Ministerpräsident Daniel Günther (CDU) hob besonders auf die „deutsch-dänische Freundschaft“ ab. Bereits seine erste Amtsreise habe ihn „wie selbstverständlich“ zu den nördlichen Nachbarn geführt. Er verwies auf zahlreiche Maßnahmen und Projekte, mit denen Minderheiten im Land unterstützt werden, zum Beispiel den Handlungsplan Sprachen, die Anmeldung der Minderheiten als immaterielles Weltkulturerbe oder den Start der Friesenstiftung. Der Regierungschef wies auch darauf hin, dass immer mehr Mitarbeiter in Behörden eine Regionalsprache sprechen. „Wir können auf das Erreichte ziemlich stolz sein“, so Günther
Günthers Fazit wurde auch von Lars Harms (SSW) anerkannt. Er kritisierte jedoch Kommunen, in denen mancherorts „ein Verständnis der 50er-Jahre“ herrschen würde. Als Beispiel nannte er Ganztagsangebote an dänischen Schulen. Die würden zwar vom Land ebenso gefördert wie Angebote an deutschen Schulen, die Kommunen aber würden nur Geld an deutsche Schulen zuschießen. „Es kann nicht sein, dass den Kommunen Kinder an dänischen Schulen nicht so viel Wert sind wie Kinder an deutschen Schulen“, monierte Harms. Er setzte zugleich einen Hilferuf ab: Da immer weniger Menschen die friesische Sprache sprechen, sei die Kultur stark bedroht. „Hier muss mehr getan werden“, forderte Harms.

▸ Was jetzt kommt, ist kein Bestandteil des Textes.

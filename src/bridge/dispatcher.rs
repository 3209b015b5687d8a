//! The `submit` primitive: one awaitable call per outbound request.

use std::sync::Arc;
use std::time::Duration;

use serde_json::{json, Value};
use uuid::Uuid;

use crate::bridge::{BridgeError, ConnectionManager, CorrelationTable, TimeoutPolicy};
use crate::models::{
    BatchOutcome, CommandSpec, InboundReply, OutboundRequest, StatusReport, BATCH_COMMAND,
};

/// Routes requests to the execution target and replies back to callers.
///
/// Any number of `submit` calls may be in flight at once over the one
/// channel; they complete in whatever order the target answers.
pub struct Dispatcher {
    connection: Arc<ConnectionManager>,
    table: Arc<CorrelationTable>,
    policy: TimeoutPolicy,
}

impl Dispatcher {
    pub fn new(connection: Arc<ConnectionManager>, policy: TimeoutPolicy) -> Self {
        Self {
            connection,
            table: Arc::new(CorrelationTable::new()),
            policy,
        }
    }

    pub fn connection(&self) -> &Arc<ConnectionManager> {
        &self.connection
    }

    pub fn policy(&self) -> &TimeoutPolicy {
        &self.policy
    }

    /// Number of requests still waiting for a reply or a timeout.
    pub fn in_flight(&self) -> usize {
        self.table.len()
    }

    pub fn status(&self) -> StatusReport {
        StatusReport {
            attached: self.connection.is_attached(),
            attached_at: self.connection.attached_at(),
            in_flight: self.in_flight(),
        }
    }

    /// Send `command` to the execution target and wait for its reply.
    ///
    /// # Errors
    ///
    /// - `NotConnected` immediately if no target is attached
    /// - `Timeout` if no reply arrives within the budget
    /// - `Remote` with the target's error text if the command failed there
    pub async fn submit(
        &self,
        command: &str,
        args: Value,
        timeout_override: Option<Duration>,
    ) -> Result<Value, BridgeError> {
        if !self.connection.is_attached() {
            return Err(BridgeError::NotConnected);
        }

        let id = Uuid::new_v4().to_string();
        let budget = self.policy.budget_for(command, timeout_override);

        // Register before sending so a fast reply always finds its entry.
        let pending = self.table.register(id.clone(), command, budget);
        tracing::debug!(id = %id, command, budget_ms = budget.as_millis() as u64, "Submitting");

        // On failure `pending` is dropped here, which removes the entry.
        self.connection.send(OutboundRequest::new(id, command, args))?;

        pending.wait().await
    }

    /// Run a whole batch on the execution target in one round trip.
    pub async fn execute_batch(
        &self,
        commands: Vec<CommandSpec>,
        timeout_override: Option<Duration>,
    ) -> Result<BatchOutcome, BridgeError> {
        let result = self
            .submit(BATCH_COMMAND, json!({ "commands": commands }), timeout_override)
            .await?;
        serde_json::from_value(result)
            .map_err(|e| BridgeError::Protocol(format!("Invalid batch result: {}", e)))
    }

    /// Deliver a reply from the execution target.
    ///
    /// Returns `false` if no caller was waiting for this ID (late reply after a
    /// timeout, or a duplicate); such replies are dropped.
    pub fn handle_reply(&self, reply: InboundReply) -> bool {
        let id = reply.id.clone();
        let outcome = reply.into_result().map_err(BridgeError::Remote);
        let settled = self.table.settle(&id, outcome);
        if !settled {
            tracing::debug!(id = %id, "Dropping reply with no waiting request");
        }
        settled
    }
}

Peter Lehnert (CDU) lobte, wie es zuvor auch Günther getan hatte, die Arbeit des Minderheitenbeauftragten Johannes Callsen. Der ehemalige Landtagsabgeordnete der Union berät den Ministerpräsidenten bei diesem Thema seit Juni 2017 ehrenamtlich. „Der Umgang mit Minderheiten ist ein Gradmesser für gelebte Demokratie“, sagte Lehnert.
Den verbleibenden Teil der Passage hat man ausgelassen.